LES PLAIDEURS, A. I, SC. 1.



PETIT-JEAN

Ma foi, sur l’avenir bien fou qui se fîra :
Tel qui rit vendredi, dimanche pleurera.
Un juge, l’an passé, me prit à son service ;
Il m’avait fait venir d’Amiens pour être suisse.
Tous ces Normands voulaient se divertir de nous :
On apprend à hurler, dit l’autre, avec les loups.
Tout Picard que j’étais, j’étais un bon apôtre,
Et je faisais claquer mon fouet tout comme un autre.
Tous les plus gros messieurs me parlait chapeau bas !
Monsieur de Petit-Jean, ah ! gros comme le bras !
Mais sans argent l’honneur n’est qu’une maladie.

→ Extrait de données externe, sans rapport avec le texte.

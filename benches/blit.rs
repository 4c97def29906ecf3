// Copyright (C) 2026 Michael Wilson <mike@mdwn.dev>
//
// This program is free software: you can redistribute it and/or modify it under
// the terms of the GNU General Public License as published by the Free Software
// Foundation, version 3.
//
// This program is distributed in the hope that it will be useful, but WITHOUT
// ANY WARRANTY; without even the implied warranty of MERCHANTABILITY or FITNESS
// FOR A PARTICULAR PURPOSE. See the GNU General Public License for more details.
//
// You should have received a copy of the GNU General Public License along with
// this program. If not, see <https://www.gnu.org/licenses/>.
//
use criterion::{black_box, criterion_group, criterion_main, BenchmarkId, Criterion};
use pixvox::blit::{masked_blit, masked_stretch_blit};
use pixvox::hardware::mixer::{ChannelMixer, MixerCommand};
use pixvox::hardware::PlayCommand;
use pixvox::samples::{Channels, Sample};
use pixvox::surface::Surface;
use std::sync::Arc;

/// A surface with roughly a quarter of its pixels transparent.
fn pattern(width: usize, height: usize) -> Surface {
    let pixels = (0..width * height)
        .map(|i| if i % 4 == 0 { 0 } else { (i % 255) as u8 + 1 })
        .collect();
    Surface::from_pixels(width, height, pixels).unwrap()
}

fn benchmark_masked_blit(c: &mut Criterion) {
    let mut group = c.benchmark_group("masked_blit");

    // Sprite-sized copies through full-screen background fills.
    for size in [16, 64, 256] {
        let src = pattern(size, size);
        let mut dst = Surface::new(384, 224).unwrap();

        group.bench_function(BenchmarkId::new("square", size), |b| {
            b.iter(|| {
                masked_blit(
                    black_box(&src),
                    &mut dst,
                    black_box(-3),
                    0,
                    100,
                    50,
                    size,
                    size,
                )
            })
        });
    }

    let tile = pattern(8, 8);
    let mut screen = Surface::new(384, 224).unwrap();
    group.bench_function("tiled_background", |b| {
        b.iter(|| masked_blit(black_box(&tile), &mut screen, 5, 3, 0, 0, 384, 224))
    });

    group.finish();
}

fn benchmark_stretch_blit(c: &mut Criterion) {
    let mut group = c.benchmark_group("masked_stretch_blit");

    let src = pattern(64, 64);
    let test_cases = vec![("shrink_half", 32), ("identity", 64), ("grow_double", 128)];

    for (name, target) in test_cases {
        let mut dst = Surface::new(384, 224).unwrap();
        group.bench_function(name, |b| {
            b.iter(|| {
                masked_stretch_blit(
                    black_box(&src),
                    &mut dst,
                    0,
                    0,
                    64,
                    64,
                    10,
                    10,
                    target,
                    target,
                )
                .unwrap()
            })
        });
    }

    group.finish();
}

fn benchmark_mixer(c: &mut Criterion) {
    let mut group = c.benchmark_group("mixer");

    let points: Vec<i16> = (0..22050).map(|i| ((i * 37) % 4096) as i16).collect();
    let sample = Arc::new(Sample::from_i16(Channels::Mono, 22050, &points).unwrap());

    for voices in [1, 8, 32] {
        let mut mixer = ChannelMixer::new(64, 48000);
        for channel in 0..voices {
            mixer.apply(MixerCommand::Play(
                channel,
                PlayCommand {
                    repeat: true,
                    format: sample.depth().into(),
                    rate: 22050,
                    volume: 0.5,
                    pan: 0.0,
                    sample: sample.clone(),
                    byte_len: sample.data().len(),
                },
            ));
        }

        let mut out = vec![0.0f32; 1024];
        group.bench_function(BenchmarkId::new("voices", voices), |b| {
            b.iter(|| {
                mixer.mix_into(black_box(&mut out));
            })
        });
    }

    group.finish();
}

criterion_group!(
    benches,
    benchmark_masked_blit,
    benchmark_stretch_blit,
    benchmark_mixer
);
criterion_main!(benches);
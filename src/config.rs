// Copyright (C) 2026 Michael Wilson <mike@mdwn.dev>
//
// This program is free software: you can redistribute it and/or modify it under
// the terms of the GNU General Public License as published by the Free Software
// Foundation, version 3.
//
// This program is distributed in the hope that it will be useful, but WITHOUT
// ANY WARRANTY; without even the implied warranty of MERCHANTABILITY or FITNESS
// FOR A PARTICULAR PURPOSE. See the GNU General Public License for more details.
//
// You should have received a copy of the GNU General Public License along with
// this program. If not, see <https://www.gnu.org/licenses/>.
//
use std::path::Path;
use std::time::Duration;

use config::{Config, File};
use duration_string::DurationString;
use serde::Deserialize;
use tracing::info;

mod audio;
mod error;
mod voices;

pub use self::audio::Audio;
pub use self::error::ConfigError;
pub use self::voices::{
    PlayMode, StereoLength, TransitionMode, Voices, DEFAULT_CAPACITY, MAX_CAPACITY,
};

/// The runtime configuration: which output to use and how the voice pool behaves.
#[derive(Deserialize, Clone, Debug, Default)]
pub struct RuntimeConfig {
    #[serde(default)]
    audio: Audio,

    #[serde(default)]
    voices: Voices,
}

impl RuntimeConfig {
    /// Creates a configuration from its parts.
    pub fn new(audio: Audio, voices: Voices) -> RuntimeConfig {
        RuntimeConfig { audio, voices }
    }

    /// Deserializes and validates a YAML configuration file.
    pub fn deserialize(path: &Path) -> Result<RuntimeConfig, ConfigError> {
        let config: RuntimeConfig = Config::builder()
            .add_source(File::from(path))
            .build()?
            .try_deserialize()?;
        config.validate()?;

        info!(
            path = %path.display(),
            device = config.audio.device(),
            capacity = config.voices.capacity(),
            "Loaded configuration"
        );
        Ok(config)
    }

    /// Checks values the type system can't.
    pub fn validate(&self) -> Result<(), ConfigError> {
        let capacity = self.voices.capacity();
        if capacity == 0 || capacity > MAX_CAPACITY {
            return Err(ConfigError::Capacity {
                got: capacity,
                max: MAX_CAPACITY,
            });
        }
        Ok(())
    }

    pub fn audio(&self) -> &Audio {
        &self.audio
    }

    pub fn voices(&self) -> &Voices {
        &self.voices
    }
}

/// Parses a human readable duration such as `2s` or `150ms`.
pub fn parse_duration(value: &str) -> Result<Duration, ConfigError> {
    let duration = DurationString::from_string(value.to_string())
        .map_err(|e| ConfigError::Duration(value.to_string(), e.to_string()))?;
    Ok(duration.into())
}

#[cfg(test)]
mod tests {
    use std::io::Write;

    use super::*;

    fn write_config(yaml: &str) -> tempfile::NamedTempFile {
        let mut file = tempfile::Builder::new().suffix(".yaml").tempfile().unwrap();
        file.write_all(yaml.as_bytes()).unwrap();
        file
    }

    #[test]
    fn test_deserialize_full() {
        let file = write_config(
            r#"
audio:
  device: mock-device
  sample_rate: 22050
voices:
  capacity: 16
  transitions: interpolated
  stereo_length: legacy
  default_play_mode: play
"#,
        );

        let config = RuntimeConfig::deserialize(file.path()).unwrap();
        assert_eq!(config.audio().device(), "mock-device");
        assert_eq!(config.audio().sample_rate(), Some(22050));
        assert_eq!(config.voices().capacity(), 16);
        assert_eq!(config.voices().transitions(), TransitionMode::Interpolated);
        assert_eq!(config.voices().stereo_length(), StereoLength::Legacy);
        assert_eq!(config.voices().default_play_mode(), PlayMode::Play);
    }

    #[test]
    fn test_deserialize_defaults() {
        let file = write_config("audio:\n  device: mock\n");

        let config = RuntimeConfig::deserialize(file.path()).unwrap();
        assert_eq!(config.audio().device(), "mock");
        assert_eq!(config.voices().capacity(), DEFAULT_CAPACITY);
        assert_eq!(config.voices().transitions(), TransitionMode::Instant);
    }

    #[test]
    fn test_capacity_out_of_range() {
        for capacity in [0, 65] {
            let file = write_config(&format!("voices:\n  capacity: {}\n", capacity));
            match RuntimeConfig::deserialize(file.path()) {
                Err(ConfigError::Capacity { got, max }) => {
                    assert_eq!(got, capacity);
                    assert_eq!(max, 64);
                }
                other => panic!("expected capacity error, got {:?}", other),
            }
        }
    }

    #[test]
    fn test_missing_file() {
        let result = RuntimeConfig::deserialize(Path::new("/nonexistent/pixvox.yaml"));
        assert!(matches!(result, Err(ConfigError::Load(_))));
    }

    #[test]
    fn test_parse_duration() {
        assert_eq!(parse_duration("2s").unwrap(), Duration::from_secs(2));
        assert_eq!(parse_duration("150ms").unwrap(), Duration::from_millis(150));
        assert!(matches!(
            parse_duration("soon"),
            Err(ConfigError::Duration(value, _)) if value == "soon"
        ));
    }

    #[test]
    fn test_invalid_transition_mode() {
        let file = write_config("voices:\n  transitions: bouncy\n");
        assert!(matches!(
            RuntimeConfig::deserialize(file.path()),
            Err(ConfigError::Load(_))
        ));
    }
}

Ma foi, j’étais un franc portier de comédie ;
On avait beau heurter et m’ôter son chapeau,
On n’entrait pas chez nous sans graisser le marteau.
Point d’argent, point de suisse ; et ma porte était close.

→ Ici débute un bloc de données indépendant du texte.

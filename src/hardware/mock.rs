// Copyright (C) 2026 Michael Wilson <mike@mdwn.dev>
//
// This program is free software: you can redistribute it and/or modify it under
// the terms of the GNU General Public License as published by the Free Software
// Foundation, version 3.
//
// This program is distributed in the hope that it will be useful, but WITHOUT
// ANY WARRANTY; without even the implied warranty of MERCHANTABILITY or FITNESS
// FOR A PARTICULAR PURPOSE. See the GNU General Public License for more details.
//
// You should have received a copy of the GNU General Public License along with
// this program. If not, see <https://www.gnu.org/licenses/>.
//
use std::{fmt, sync::Arc};

use parking_lot::Mutex;
use tracing::info;

use super::{BackendError, ChannelMask, PlayCommand, SoundFormat};

/// A command observed by the mock backend.
#[derive(Debug, Clone, PartialEq)]
pub enum Command {
    Init,
    Play {
        channel: usize,
        repeat: bool,
        format: SoundFormat,
        rate: u32,
        volume: f32,
        pan: f32,
        byte_len: usize,
    },
    VolumePan {
        channel: usize,
        volume: f32,
        pan: f32,
    },
    Looping {
        channel: usize,
        looping: bool,
    },
    Rate {
        channel: usize,
        rate: u32,
    },
    Silence {
        channel: usize,
    },
    Shutdown,
}

/// A mock backend. Doesn't play anything; records every command it receives.
///
/// Clones share the same command log, so a test can keep one clone while the
/// voice pool owns another.
#[derive(Clone)]
pub struct Backend {
    name: String,
    mask: ChannelMask,
    fail_init: bool,
    commands: Arc<Mutex<Vec<Command>>>,
}

impl Backend {
    /// Gets a mock backend reporting every channel as available.
    pub fn get(name: &str) -> Backend {
        Backend {
            name: name.to_string(),
            mask: ChannelMask::MAX,
            fail_init: false,
            commands: Arc::new(Mutex::new(Vec::new())),
        }
    }

    /// Reports the given channel mask from `init`.
    pub fn with_mask(mut self, mask: ChannelMask) -> Backend {
        self.mask = mask;
        self
    }

    /// Makes `init` fail.
    pub fn failing(mut self) -> Backend {
        self.fail_init = true;
        self
    }

    /// Returns a copy of every command received so far.
    pub fn commands(&self) -> Vec<Command> {
        self.commands.lock().clone()
    }

    /// Returns the play commands received so far.
    pub fn plays(&self) -> Vec<Command> {
        self.commands
            .lock()
            .iter()
            .filter(|c| matches!(c, Command::Play { .. }))
            .cloned()
            .collect()
    }

    /// Forgets every command received so far.
    pub fn clear(&self) {
        self.commands.lock().clear();
    }

    fn record(&self, command: Command) {
        self.commands.lock().push(command);
    }
}

impl super::Backend for Backend {
    fn init(&mut self) -> Result<ChannelMask, BackendError> {
        if self.fail_init {
            return Err(BackendError::Init(format!(
                "mock device {} configured to fail",
                self.name
            )));
        }
        info!(device = self.name, mask = self.mask, "Initialized mock audio");
        self.record(Command::Init);
        Ok(self.mask)
    }

    fn play(&mut self, channel: usize, command: PlayCommand) {
        self.record(Command::Play {
            channel,
            repeat: command.repeat,
            format: command.format,
            rate: command.rate,
            volume: command.volume,
            pan: command.pan,
            byte_len: command.byte_len,
        });
    }

    fn set_volume_pan(&mut self, channel: usize, volume: f32, pan: f32) {
        self.record(Command::VolumePan {
            channel,
            volume,
            pan,
        });
    }

    fn set_looping(&mut self, channel: usize, looping: bool) {
        self.record(Command::Looping { channel, looping });
    }

    fn set_rate(&mut self, channel: usize, rate: u32) {
        self.record(Command::Rate { channel, rate });
    }

    fn silence(&mut self, channel: usize) {
        self.record(Command::Silence { channel });
    }

    fn shutdown(&mut self) {
        self.record(Command::Shutdown);
    }
}

impl fmt::Display for Backend {
    fn fmt(&self, f: &mut fmt::Formatter<'_>) -> fmt::Result {
        write!(f, "{} (Mock)", self.name)
    }
}

#[cfg(test)]
mod tests {
    use super::*;
    use crate::hardware::Backend as _;

    #[test]
    fn test_clones_share_log() {
        let observer = Backend::get("mock");
        let mut backend = observer.clone();

        assert_eq!(backend.init().unwrap(), ChannelMask::MAX);
        backend.silence(3);

        assert_eq!(
            observer.commands(),
            vec![Command::Init, Command::Silence { channel: 3 }]
        );
        observer.clear();
        assert!(backend.commands().is_empty());
    }

    #[test]
    fn test_failing_init() {
        let mut backend = Backend::get("mock").failing();
        assert!(matches!(backend.init(), Err(BackendError::Init(_))));
        assert!(backend.commands().is_empty());
    }

    #[test]
    fn test_custom_mask() {
        let mut backend = Backend::get("mock").with_mask(0xFFFF_FF00);
        assert_eq!(backend.init().unwrap(), 0xFFFF_FF00);
    }
}
// Copyright (C) 2026 Michael Wilson <mike@mdwn.dev>
//
// This program is free software: you can redistribute it and/or modify it under
// the terms of the GNU General Public License as published by the Free Software
// Foundation, version 3.
//
// This program is distributed in the hope that it will be useful, but WITHOUT
// ANY WARRANTY; without even the implied warranty of MERCHANTABILITY or FITNESS
// FOR A PARTICULAR PURPOSE. See the GNU General Public License for more details.
//
// You should have received a copy of the GNU General Public License along with
// this program. If not, see <https://www.gnu.org/licenses/>.
//
use std::fmt;

/// Priority given to newly created samples.
pub const DEFAULT_PRIORITY: u8 = 128;

/// Errors produced when creating or loading a sample.
#[derive(Debug, thiserror::Error)]
pub enum SampleError {
    #[error("Unsupported bit depth {0} (expected 8 or 16)")]
    UnsupportedDepth(u16),

    #[error("Unsupported channel count {0} (expected 1 or 2)")]
    UnsupportedChannels(u16),

    #[error("Unable to allocate {0} bytes of sample data")]
    Allocation(usize),

    #[error("Data length {0} is not a whole number of {1}-byte frames")]
    PartialFrame(usize, usize),

    #[error("Loop {0}..{1} is outside of a {2}-frame sample")]
    InvalidLoop(usize, usize, usize),

    #[error("WAV error: {0}")]
    Wav(#[from] hound::Error),
}

/// Bits per sample point.
#[derive(Debug, Clone, Copy, PartialEq, Eq)]
pub enum BitDepth {
    /// Signed 8-bit PCM.
    Eight,
    /// Signed 16-bit little-endian PCM.
    Sixteen,
}

impl BitDepth {
    /// Parses a depth from a bit count.
    pub fn from_bits(bits: u16) -> Result<BitDepth, SampleError> {
        match bits {
            8 => Ok(BitDepth::Eight),
            16 => Ok(BitDepth::Sixteen),
            _ => Err(SampleError::UnsupportedDepth(bits)),
        }
    }

    /// The number of bits per sample point.
    pub fn bits(self) -> u16 {
        match self {
            BitDepth::Eight => 8,
            BitDepth::Sixteen => 16,
        }
    }

    /// The number of bytes per sample point.
    pub fn bytes(self) -> usize {
        self.bits() as usize / 8
    }
}

/// Channel layout. Stereo data is interleaved left/right.
#[derive(Debug, Clone, Copy, PartialEq, Eq)]
pub enum Channels {
    Mono,
    Stereo,
}

impl Channels {
    /// Parses a layout from a channel count.
    pub fn from_count(count: u16) -> Result<Channels, SampleError> {
        match count {
            1 => Ok(Channels::Mono),
            2 => Ok(Channels::Stereo),
            _ => Err(SampleError::UnsupportedChannels(count)),
        }
    }

    /// The number of interleaved channels.
    pub fn count(self) -> usize {
        match self {
            Channels::Mono => 1,
            Channels::Stereo => 2,
        }
    }
}

/// A decoded audio buffer with fixed format metadata.
///
/// Samples are shared with voices behind an `Arc`; once handed to a voice the
/// sample is read-only. Playback rate and looping belong to the voice.
#[derive(Clone)]
pub struct Sample {
    depth: BitDepth,
    channels: Channels,
    frequency: u32,
    len: usize,
    loop_start: usize,
    loop_end: usize,
    priority: u8,
    data: Vec<u8>,
}

impl Sample {
    /// Creates a silent sample of `len` frames in the given format.
    pub fn new(
        depth: BitDepth,
        channels: Channels,
        frequency: u32,
        len: usize,
    ) -> Result<Sample, SampleError> {
        let size = len
            .checked_mul(depth.bytes() * channels.count())
            .ok_or(SampleError::Allocation(usize::MAX))?;

        let mut data = Vec::new();
        data.try_reserve_exact(size)
            .map_err(|_| SampleError::Allocation(size))?;
        data.resize(size, 0);

        Ok(Sample {
            depth,
            channels,
            frequency,
            len,
            loop_start: 0,
            loop_end: len,
            priority: DEFAULT_PRIORITY,
            data,
        })
    }

    /// Wraps already-encoded PCM bytes. The data must hold whole frames.
    pub fn from_pcm(
        depth: BitDepth,
        channels: Channels,
        frequency: u32,
        data: Vec<u8>,
    ) -> Result<Sample, SampleError> {
        let frame_bytes = depth.bytes() * channels.count();
        if data.len() % frame_bytes != 0 {
            return Err(SampleError::PartialFrame(data.len(), frame_bytes));
        }

        let len = data.len() / frame_bytes;
        Ok(Sample {
            depth,
            channels,
            frequency,
            len,
            loop_start: 0,
            loop_end: len,
            priority: DEFAULT_PRIORITY,
            data,
        })
    }

    /// Builds a 16-bit sample from signed points (interleaved if stereo).
    pub fn from_i16(
        channels: Channels,
        frequency: u32,
        points: &[i16],
    ) -> Result<Sample, SampleError> {
        let data = points.iter().flat_map(|p| p.to_le_bytes()).collect();
        Sample::from_pcm(BitDepth::Sixteen, channels, frequency, data)
    }

    pub fn depth(&self) -> BitDepth {
        self.depth
    }

    pub fn channels(&self) -> Channels {
        self.channels
    }

    /// The native sample rate in Hz.
    pub fn frequency(&self) -> u32 {
        self.frequency
    }

    /// The length in frames.
    pub fn len(&self) -> usize {
        self.len
    }

    pub fn is_empty(&self) -> bool {
        self.len == 0
    }

    /// The size of one frame in bytes.
    pub fn frame_bytes(&self) -> usize {
        self.depth.bytes() * self.channels.count()
    }

    pub fn loop_start(&self) -> usize {
        self.loop_start
    }

    pub fn loop_end(&self) -> usize {
        self.loop_end
    }

    /// Sets the loop region in frames.
    pub fn set_loop(&mut self, start: usize, end: usize) -> Result<(), SampleError> {
        if start > end || end > self.len {
            return Err(SampleError::InvalidLoop(start, end, self.len));
        }
        self.loop_start = start;
        self.loop_end = end;
        Ok(())
    }

    pub fn priority(&self) -> u8 {
        self.priority
    }

    pub fn set_priority(&mut self, priority: u8) {
        self.priority = priority;
    }

    /// Returns true if there is audio data to hand to the hardware.
    pub fn has_data(&self) -> bool {
        !self.data.is_empty()
    }

    /// The raw PCM bytes.
    pub fn data(&self) -> &[u8] {
        &self.data
    }

    /// The raw PCM bytes, for filling in a freshly created sample.
    pub fn data_mut(&mut self) -> &mut [u8] {
        &mut self.data
    }

    /// The memory used by the sample data in bytes.
    pub fn memory_size(&self) -> usize {
        self.data.len()
    }
}

impl fmt::Debug for Sample {
    fn fmt(&self, f: &mut fmt::Formatter<'_>) -> fmt::Result {
        f.debug_struct("Sample")
            .field("bits", &self.depth.bits())
            .field("channels", &self.channels.count())
            .field("frequency", &self.frequency)
            .field("len", &self.len)
            .field("loop", &(self.loop_start..self.loop_end))
            .field("priority", &self.priority)
            .finish()
    }
}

Il est vrai qu’à monsieur j’en rendais quelque chose.
Nous comptions quelquefois. On me donnait le soin
De fournir la maison de chandelle et de foin ;
Mais je n’y perdais rien. Enfin, vaille que vaille,
J’aurais sur le marché fort bien fourni la paille.

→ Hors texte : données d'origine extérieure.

// Copyright (C) 2026 Michael Wilson <mike@mdwn.dev>
//
// This program is free software: you can redistribute it and/or modify it under
// the terms of the GNU General Public License as published by the Free Software
// Foundation, version 3.
//
// This program is distributed in the hope that it will be useful, but WITHOUT
// ANY WARRANTY; without even the implied warranty of MERCHANTABILITY or FITNESS
// FOR A PARTICULAR PURPOSE. See the GNU General Public License for more details.
//
// You should have received a copy of the GNU General Public License along with
// this program. If not, see <https://www.gnu.org/licenses/>.
//
use std::{
    fmt,
    sync::{
        atomic::{AtomicBool, Ordering},
        Arc,
    },
    thread,
    time::Duration,
};

use cpal::traits::{DeviceTrait, HostTrait, StreamTrait};
use crossbeam_channel::{Receiver, Sender};
use tracing::{error, info, span, Level};

use super::mixer::{ChannelMixer, MixerCommand};
use super::{BackendError, ChannelMask, PlayCommand};
use crate::config;

/// Number of software channels the mixer provides.
const CHANNEL_COUNT: usize = 64;

/// A backend that mixes its channels in software and renders them through a
/// cpal output stream.
pub struct Backend {
    /// The name of the device.
    name: String,
    /// The underlying cpal device.
    device: cpal::Device,
    /// The requested output rate, or the device default when unset.
    sample_rate: Option<u32>,
    /// Commands for the mixer living on the audio thread.
    command_tx: Sender<MixerCommand>,
    command_rx: Receiver<MixerCommand>,
    /// Set to stop the output thread.
    stop: Arc<AtomicBool>,
    /// Handle to the output thread (keeps the stream alive).
    output_thread: Option<thread::JoinHandle<()>>,
}

impl fmt::Display for Backend {
    fn fmt(&self, f: &mut fmt::Formatter<'_>) -> fmt::Result {
        write!(f, "{} (cpal)", self.name)
    }
}

fn device_name(device: &cpal::Device) -> Result<String, BackendError> {
    Ok(device
        .description()
        .map_err(|e| BackendError::Device(e.to_string()))?
        .name()
        .to_string())
}

impl Backend {
    /// Lists output devices on every available host.
    pub fn list() -> Result<Vec<String>, BackendError> {
        let mut devices = Vec::new();
        for host_id in cpal::available_hosts() {
            let host =
                cpal::host_from_id(host_id).map_err(|e| BackendError::Device(e.to_string()))?;
            let host_devices = match host.output_devices() {
                Ok(host_devices) => host_devices,
                Err(e) => {
                    error!(
                        err = e.to_string(),
                        host = host_id.name(),
                        "Unable to list devices for host"
                    );
                    continue;
                }
            };

            for device in host_devices {
                devices.push(format!("{} ({})", device_name(&device)?, host_id.name()));
            }
        }

        devices.sort();
        Ok(devices)
    }

    /// Gets the device named in the configuration. "default" selects the
    /// default output device of the default host.
    pub fn get(config: &config::Audio) -> Result<Backend, BackendError> {
        let name = config.device();
        let host = cpal::default_host();

        let device = if name == "default" {
            host.default_output_device()
                .ok_or_else(|| BackendError::NoDevice(name.to_string()))?
        } else {
            let mut found = None;
            for device in host
                .output_devices()
                .map_err(|e| BackendError::Device(e.to_string()))?
            {
                if device_name(&device)?.trim() == name {
                    found = Some(device);
                    break;
                }
            }
            found.ok_or_else(|| BackendError::NoDevice(name.to_string()))?
        };

        let (command_tx, command_rx) = crossbeam_channel::unbounded();
        Ok(Backend {
            name: name.to_string(),
            device,
            sample_rate: config.sample_rate(),
            command_tx,
            command_rx,
            stop: Arc::new(AtomicBool::new(false)),
            output_thread: None,
        })
    }

    fn send(&self, command: MixerCommand) {
        // The receiver lives as long as the backend, so this only fails once
        // the output thread is gone; the command is dropped in that case.
        let _ = self.command_tx.send(command);
    }
}

/// Builds the output callback: drain pending commands, mix, then map stereo onto
/// the device's channel layout.
fn create_callback<T>(
    mut mixer: ChannelMixer,
    commands: Receiver<MixerCommand>,
    device_channels: usize,
) -> impl FnMut(&mut [T], &cpal::OutputCallbackInfo) + Send + 'static
where
    T: cpal::SizedSample + cpal::FromSample<f32>,
{
    let mut scratch: Vec<f32> = Vec::new();
    move |data: &mut [T], _: &cpal::OutputCallbackInfo| {
        while let Ok(command) = commands.try_recv() {
            mixer.apply(command);
        }

        let frames = data.len() / device_channels;
        scratch.resize(frames * 2, 0.0);
        mixer.mix_into(&mut scratch);

        for (frame, stereo) in data
            .chunks_exact_mut(device_channels)
            .zip(scratch.chunks_exact(2))
        {
            if device_channels == 1 {
                frame[0] = T::from_sample((stereo[0] + stereo[1]) * 0.5);
                continue;
            }
            for (i, out) in frame.iter_mut().enumerate() {
                let value = if i < 2 { stereo[i] } else { 0.0 };
                *out = T::from_sample(value);
            }
        }
    }
}

fn build_stream(
    device: &cpal::Device,
    requested_rate: Option<u32>,
    commands: Receiver<MixerCommand>,
) -> Result<cpal::Stream, BackendError> {
    let default_config = device
        .default_output_config()
        .map_err(|e| BackendError::Init(e.to_string()))?;
    let sample_format = default_config.sample_format();
    let mut stream_config: cpal::StreamConfig = default_config.into();
    if let Some(rate) = requested_rate {
        stream_config.sample_rate = rate;
    }

    let device_channels = (stream_config.channels as usize).max(1);
    let mixer = ChannelMixer::new(CHANNEL_COUNT, stream_config.sample_rate);
    let on_error = |err: cpal::StreamError| error!("CPAL output stream error: {}", err);

    let stream = match sample_format {
        cpal::SampleFormat::F32 => device.build_output_stream(
            &stream_config,
            create_callback::<f32>(mixer, commands, device_channels),
            on_error,
            None,
        ),
        cpal::SampleFormat::I16 => device.build_output_stream(
            &stream_config,
            create_callback::<i16>(mixer, commands, device_channels),
            on_error,
            None,
        ),
        cpal::SampleFormat::I32 => device.build_output_stream(
            &stream_config,
            create_callback::<i32>(mixer, commands, device_channels),
            on_error,
            None,
        ),
        cpal::SampleFormat::U16 => device.build_output_stream(
            &stream_config,
            create_callback::<u16>(mixer, commands, device_channels),
            on_error,
            None,
        ),
        other => {
            return Err(BackendError::Init(format!(
                "unsupported output sample format {}",
                other
            )))
        }
    }
    .map_err(|e| BackendError::Init(e.to_string()))?;

    stream
        .play()
        .map_err(|e| BackendError::Init(e.to_string()))?;

    info!(
        sample_rate = stream_config.sample_rate,
        channels = device_channels,
        "CPAL output stream started successfully"
    );
    Ok(stream)
}

impl super::Backend for Backend {
    fn init(&mut self) -> Result<ChannelMask, BackendError> {
        let span = span!(Level::INFO, "init audio (cpal)");
        let _enter = span.enter();

        if self.output_thread.is_some() {
            return Ok(ChannelMask::MAX);
        }

        // Streams are not Send on every platform, so the stream is created and
        // kept alive on its own thread.
        let (ready_tx, ready_rx) = crossbeam_channel::bounded(1);
        let device = self.device.clone();
        let requested_rate = self.sample_rate;
        let commands = self.command_rx.clone();
        let stop = self.stop.clone();
        let output_thread = thread::spawn(move || {
            let stream = match build_stream(&device, requested_rate, commands) {
                Ok(stream) => {
                    let _ = ready_tx.send(Ok(()));
                    stream
                }
                Err(e) => {
                    let _ = ready_tx.send(Err(e));
                    return;
                }
            };

            while !stop.load(Ordering::Relaxed) {
                thread::sleep(Duration::from_millis(100));
            }
            drop(stream);
        });

        match ready_rx.recv() {
            Ok(Ok(())) => {
                self.output_thread = Some(output_thread);
                info!(device = self.name, "Initialized audio");
                Ok(ChannelMask::MAX)
            }
            Ok(Err(e)) => {
                let _ = output_thread.join();
                Err(e)
            }
            Err(_) => Err(BackendError::Init(
                "output thread exited before starting".to_string(),
            )),
        }
    }

    fn play(&mut self, channel: usize, command: PlayCommand) {
        self.send(MixerCommand::Play(channel, command));
    }

    fn set_volume_pan(&mut self, channel: usize, volume: f32, pan: f32) {
        self.send(MixerCommand::VolumePan(channel, volume, pan));
    }

    fn set_looping(&mut self, channel: usize, looping: bool) {
        self.send(MixerCommand::Looping(channel, looping));
    }

    fn set_rate(&mut self, channel: usize, rate: u32) {
        self.send(MixerCommand::Rate(channel, rate));
    }

    fn silence(&mut self, channel: usize) {
        self.send(MixerCommand::Silence(channel));
    }

    fn shutdown(&mut self) {
        self.stop.store(true, Ordering::Relaxed);
        if let Some(thread) = self.output_thread.take() {
            let _ = thread.join();
        }
    }
}

impl Drop for Backend {
    fn drop(&mut self) {
        super::Backend::shutdown(self);
    }
}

C’est dommage : il avait le cœur trop au métier,
Tous les jours le premier aux plaids, et le dernier ;
Et bien souvent tout seul, si l’on l’eût voulu croire,
Il s’y serait couché sans manger et sans boire.
Je lui disais parfois : « Monsieur Perrin-Dandin,
Tout franc, vous vous levez tous les jours trop matin.
Qui veut voyager loin ménage sa monture ;
Buvez, mangez, dormez, et faisons feu qui dure. »
Il n’en a tenu compte. Il a si bien veillé
Et si bien fait, qu’on dit que son timbre est brouillé.
Il nous veut tous juger les uns après les autres.